Over nearly 80 years Batman has been almost always been Bruce Wayne with only three very notable exceptions. On the other hand, in nearly 50 years Nighthawk has been six different guys -- most of them not even from the same parallel Earth. The character lacks any sort of staying power or consistency, getting remade time and again because the main version wasn’t popular enough, something that the guy he’s an homage of has never had any short supply of in his years on the stands.


Due to the mercurial nature of DC’s multiverse, Owlman has a handful of different origin stories. But essentially the character is from the parallel world of Earth-3, where all the heroes have become supervillains, and Owlman is Batman’s counterpart, and a member of Earth-3’s Crime Syndicate of America, that world’s evil Justice League.

The post New 52 version of Owlman, introduced during the “Forever Evil” crossover in 2013, started his career when his butler Alfred murdered his family, eventually becoming a crimelord in his world’s Gotham. And while that might be a pretty cool origin, it doesn’t stop him from having lost pretty much every single battle where he and Batman have faced off. That’s as literal a definition of failed as you’re going to get.


Amalgam Dark Claw

Coming out of the Amalgam universe, where DC and Marvel’s most popular characters united in the ultimate fusion dance, Dark Claw is technically Batman. First appearing in Legends of the Dark Claw #1 by Larry Hama and Jim Balent in 1996, Dark Claw is the combined version of Batman and Wolverine. Known as Logan Wayne, he was sent to live with his uncle in Canada after his parents were murdered, and joined the country’s Super Soldier program Weapon X. After the program’s dissolution, Logan traveled the world training in martial arts and various other disciplines to help him fight crime.

Dark Claw tops Batman by literally being Batman if you gave him Wolverine’s metal claws, healing factor, and enhanced senses. He’s the kind of character that could literally only exist in a world as absurd as the Amalgam universe, lest he solve all of Gotham’s problems in a single night.



Prometheus is very nearly a cooler character than Batman. Created by Grant Morrison and Arnie Jorgensen in the New Year’s Evil: Prometheus one-shot, Prometheus was a unique twist on the Batman idea. Born to two career criminal parents, Prometheus’ life was forever changed when he watched his parents get gunned down by police officers. Vowing to destroy the forces of justice, Prometheus went on his own journey to become the most effective fighter ever.

His most useful skill was the ability to “download” fighting styles directly into his brain in order to perfectly emulate the talents of some of the world’s best martial artists, and using that he was able to bring down Batman, while also shutting down one of the most powerful versions of the Justice League... but he was also brought down by a whip to the family jewels from Catwoman. Batman would’ve remembered to wear a cup.
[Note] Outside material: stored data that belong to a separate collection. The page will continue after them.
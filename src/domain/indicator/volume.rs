//! Volume trend: how the latest candle's volume compares to the recent norm,
//! and which way price moved on it.

use crate::domain::candle::Candle;

pub const DEFAULT_PERIOD: usize = 20;

#[derive(Debug, Clone, Copy, PartialEq, Eq)]
pub enum PriceDirection {
    Up,
    Down,
    Flat,
}

#[derive(Debug, Clone, Copy, PartialEq)]
pub struct VolumeTrend {
    pub current_volume: f64,
    pub average_volume: f64,
    /// current / average; 0 when the average is 0.
    pub strength: f64,
    pub price_change_pct: f64,
    pub direction: PriceDirection,
}

/// Compares the last candle against the mean of the `period` candles before it.
pub fn calculate_volume_trend(candles: &[Candle], period: usize) -> Option<VolumeTrend> {
    if period == 0 || candles.len() < period + 1 {
        return None;
    }
    let n = candles.len();
    let current = &candles[n - 1];
    let previous = &candles[n - 2];
    let history = &candles[n - 1 - period..n - 1];

    let average_volume = history.iter().map(|c| c.volume).sum::<f64>() / period as f64;
    let strength = if average_volume > 0.0 {
        current.volume / average_volume
    } else {
        0.0
    };

    let price_change_pct = if previous.close != 0.0 {
        (current.close - previous.close) / previous.close * 100.0
    } else {
        0.0
    };
    let direction = if current.close > previous.close {
        PriceDirection::Up
    } else if current.close < previous.close {
        PriceDirection::Down
    } else {
        PriceDirection::Flat
    };

    Some(VolumeTrend {
        current_volume: current.volume,
        average_volume,
        strength,
        price_change_pct,
        direction,
    })
}
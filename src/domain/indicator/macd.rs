//! MACD (Moving Average Convergence Divergence) indicator.
//!
//! MACD Line = EMA(fast) - EMA(slow)
//! Signal Line = EMA(signal) of the MACD line history
//! Histogram = MACD Line - Signal Line
//!
//! Default parameters: fast=12, slow=26, signal=9.
//!
//! Needs `slow` closes. While the MACD history is shorter than the signal
//! period the signal line sits on the zero line, and a MACD value before the
//! first computable one reads as zero. A crossover is
//! `prev_macd <= prev_signal && macd > signal` (bullish) or the mirror image,
//! with differences inside `CROSS_EPSILON` treated as equal.
//!
//! At exactly `slow` closes there is no earlier MACD sample, so the previous
//! pair is the zero line and any non-zero first value reports a crossover.
//! The condition evaluator recomputes the previous sample on the series minus
//! its last close, which is not computable there, so `MACD BULLISH_CROSSOVER`
//! stays false on that first bar while the scorer's MACD vote can fire.

use crate::domain::indicator::ema::calculate_ema;
use crate::domain::indicator::{crossed_above, crossed_below};

pub const DEFAULT_FAST: usize = 12;
pub const DEFAULT_SLOW: usize = 26;
pub const DEFAULT_SIGNAL: usize = 9;

#[derive(Debug, Clone, Copy, PartialEq)]
pub struct MacdResult {
    pub macd: f64,
    pub signal: f64,
    pub histogram: f64,
    pub prev_macd: f64,
    pub prev_signal: f64,
    pub bullish_crossover: bool,
    pub bearish_crossover: bool,
}

/// MACD line history aligned to the slow EMA: one value per close from
/// index `slow - 1` onwards.
pub fn macd_line(closes: &[f64], fast: usize, slow: usize) -> Option<Vec<f64>> {
    if fast == 0 || fast >= slow {
        return None;
    }
    let ema_fast = calculate_ema(closes, fast)?;
    let ema_slow = calculate_ema(closes, slow)?;
    let offset = slow - fast;

    Some(
        ema_slow
            .iter()
            .enumerate()
            .map(|(i, slow_value)| ema_fast[i + offset] - slow_value)
            .collect(),
    )
}

pub fn calculate_macd(
    closes: &[f64],
    fast: usize,
    slow: usize,
    signal_period: usize,
) -> Option<MacdResult> {
    if signal_period == 0 {
        return None;
    }
    let line = macd_line(closes, fast, slow)?;
    let n = line.len();

    // signal_history[j] belongs to line[j + signal_period - 1]
    let signal_history = calculate_ema(&line, signal_period).unwrap_or_default();
    let signal_at = |idx: usize| -> f64 {
        if idx + 1 < signal_period {
            0.0
        } else {
            signal_history[idx + 1 - signal_period]
        }
    };

    let macd = line[n - 1];
    let signal = signal_at(n - 1);
    let (prev_macd, prev_signal) = if n >= 2 {
        (line[n - 2], signal_at(n - 2))
    } else {
        (0.0, 0.0)
    };

    Some(MacdResult {
        macd,
        signal,
        histogram: macd - signal,
        prev_macd,
        prev_signal,
        bullish_crossover: crossed_above(prev_macd, prev_signal, macd, signal),
        bearish_crossover: crossed_below(prev_macd, prev_signal, macd, signal),
    })
}

pub fn calculate_macd_default(closes: &[f64]) -> Option<MacdResult> {
    calculate_macd(closes, DEFAULT_FAST, DEFAULT_SLOW, DEFAULT_SIGNAL)
}
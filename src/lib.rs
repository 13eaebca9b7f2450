//! signalguard: indicator-driven entry signals behind a position guard.
//!
//! Hexagonal architecture: domain logic in [`domain`], port traits in [`ports`],
//! concrete implementations in [`adapters`], the command line in [`cli`].

pub mod adapters;
pub mod cli;
pub mod domain;
pub mod ports;
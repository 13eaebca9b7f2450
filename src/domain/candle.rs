//! OHLCV candle representation.

use chrono::{DateTime, Utc};

/// One OHLCV bar. Series are ordered ascending by `timestamp` and never
/// mutated after the feed emits them.
#[derive(Debug, Clone, PartialEq)]
pub struct Candle {
    pub timestamp: DateTime<Utc>,
    pub open: f64,
    pub high: f64,
    pub low: f64,
    pub close: f64,
    pub volume: f64,
}

impl Candle {
    /// (high + low + close) / 3
    pub fn typical_price(&self) -> f64 {
        (self.high + self.low + self.close) / 3.0
    }

    /// max(high - low, |high - prev_close|, |low - prev_close|)
    pub fn true_range(&self, prev_close: f64) -> f64 {
        let hl = self.high - self.low;
        let hc = (self.high - prev_close).abs();
        let lc = (self.low - prev_close).abs();
        hl.max(hc).max(lc)
    }

    pub fn is_bullish(&self) -> bool {
        self.close > self.open
    }

    pub fn is_bearish(&self) -> bool {
        self.close < self.open
    }
}

pub fn closes(candles: &[Candle]) -> Vec<f64> {
    candles.iter().map(|c| c.close).collect()
}

pub fn volumes(candles: &[Candle]) -> Vec<f64> {
    candles.iter().map(|c| c.volume).collect()
}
Nightwing isn’t really a rip-off of Batman, but he’s definitely a successor. And no matter how you look at it, he’s better than Bruce at the job. While Bruce had to cobble together all these disparate ideologies and skills to figure out how to be Batman, Dick Grayson got to learn the same things Bruce did, distilled down and with the added experience of someone who’s done the job.

He’s also better adjusted than Bruce ever was, making him more willing to accept his limitations and ask for help rather than risk his life working alone. Finally, connected to both the Justice League through Bruce and leader of the Titans, Nightwing is a galvanizing force in the DC Universe -- with nearly every hero being willing to work with him or under him. This is one time the student surpasses the master.


Watchmen Quiz Nite Owl II

Alan Moore’s Watchmen consisted largely of ersatz versions of the Charlton heroes, with Nite Owl roughly correlating to Charlton’s Blue Beetle characters. Still, from the costume to the gadgets, there’s no denying the visual similarities of the second Nite Owl to Batman. Daniel Dreiberg was a genius engineer, designing all of his complex gadgets himself and using them to fight crime, though he would retire from the crimefighting when the Keene Act outlawed the practice of masked vigilantism.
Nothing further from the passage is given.